**Aim of the exercise:** The whole listing needs to be restated word for word.

**Material provided:**
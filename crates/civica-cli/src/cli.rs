//! CLI argument parsing and command definitions.

use clap::{Parser, Subcommand};

// ============================================================================
// CLI argument types
// ============================================================================

/// Top-level CLI arguments.
#[derive(Parser, Debug)]
#[command(author, about, long_about = None)]
pub struct CliArgs {
    /// Path to configuration file.
    #[arg(short, long, env = "CIVICA_CONFIG")]
    pub config: Option<String>,

    /// Enable verbose output.
    #[arg(short, long)]
    pub verbose: bool,

    /// Suppress non-essential output.
    #[arg(short, long)]
    pub quiet: bool,

    /// Subcommand to execute.
    #[command(subcommand)]
    pub command: Option<Command>,
}

/// Available commands.
#[derive(Subcommand, Debug)]
pub enum Command {
    /// Build or refresh the semantic index from a corpus snapshot.
    BuildIndex {
        /// Path to the JSON corpus snapshot (overrides config).
        #[arg(short = 's', long)]
        snapshot: Option<String>,
    },

    /// Run a semantic search against the built index.
    Query {
        /// Free-text query.
        query: String,

        /// Maximum number of hits.
        #[arg(short, long, default_value = "10")]
        limit: usize,

        /// Restrict to one city.
        #[arg(long)]
        city: Option<String>,

        /// Restrict to one organization.
        #[arg(long)]
        organization: Option<String>,

        /// Restrict to one meeting category.
        #[arg(long)]
        category: Option<String>,

        /// Inclusive lower date bound (YYYY-MM-DD).
        #[arg(long)]
        date_from: Option<String>,

        /// Inclusive upper date bound (YYYY-MM-DD).
        #[arg(long)]
        date_to: Option<String>,

        /// Emit the full response as JSON.
        #[arg(long)]
        json: bool,
    },

    /// Report index availability and health.
    Status {
        /// Emit the status as JSON.
        #[arg(long)]
        json: bool,
    },

    /// Print version information.
    Version,
}

// ============================================================================
// Tests
// ============================================================================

**Output for this exercise:**
filename crates/civica-cli/src/cli.rs
//! CLI argument parsing and command definitions.

use clap::{Parser, Subcommand};

// ============================================================================
// CLI argument types
// ============================================================================

/// Top-level CLI arguments.
#[derive(Parser, Debug)]
#[command(author, about, long_about = None)]
pub struct CliArgs {
    /// Path to configuration file.
    #[arg(short, long, env = "CIVICA_CONFIG")]
    pub config: Option<String>,

    /// Enable verbose output.
    #[arg(short, long)]
    pub verbose: bool,

    /// Suppress non-essential output.
    #[arg(short, long)]
    pub quiet: bool,

    /// Subcommand to execute.
    #[command(subcommand)]
    pub command: Option<Command>,
}

/// Available commands.
#[derive(Subcommand, Debug)]
pub enum Command {
    /// Build or refresh the semantic index from a corpus snapshot.
    BuildIndex {
        /// Path to the JSON corpus snapshot (overrides config).
        #[arg(short = 's', long)]
        snapshot: Option<String>,
    },

    /// Run a semantic search against the built index.
    Query {
        /// Free-text query.
        query: String,

        /// Maximum number of hits.
        #[arg(short, long, default_value = "10")]
        limit: usize,

        /// Restrict to one city.
        #[arg(long)]
        city: Option<String>,

        /// Restrict to one organization.
        #[arg(long)]
        organization: Option<String>,

        /// Restrict to one meeting category.
        #[arg(long)]
        category: Option<String>,

        /// Inclusive lower date bound (YYYY-MM-DD).
        #[arg(long)]
        date_from: Option<String>,

        /// Inclusive upper date bound (YYYY-MM-DD).
        #[arg(long)]
        date_to: Option<String>,

        /// Emit the full response as JSON.
        #[arg(long)]
        json: bool,
    },

    /// Report index availability and health.
    Status {
        /// Emit the status as JSON.
        #[arg(long)]
        json: bool,
    },

    /// Print version information.
    Version,
}

// ============================================================================
// Tests
// ============================================================================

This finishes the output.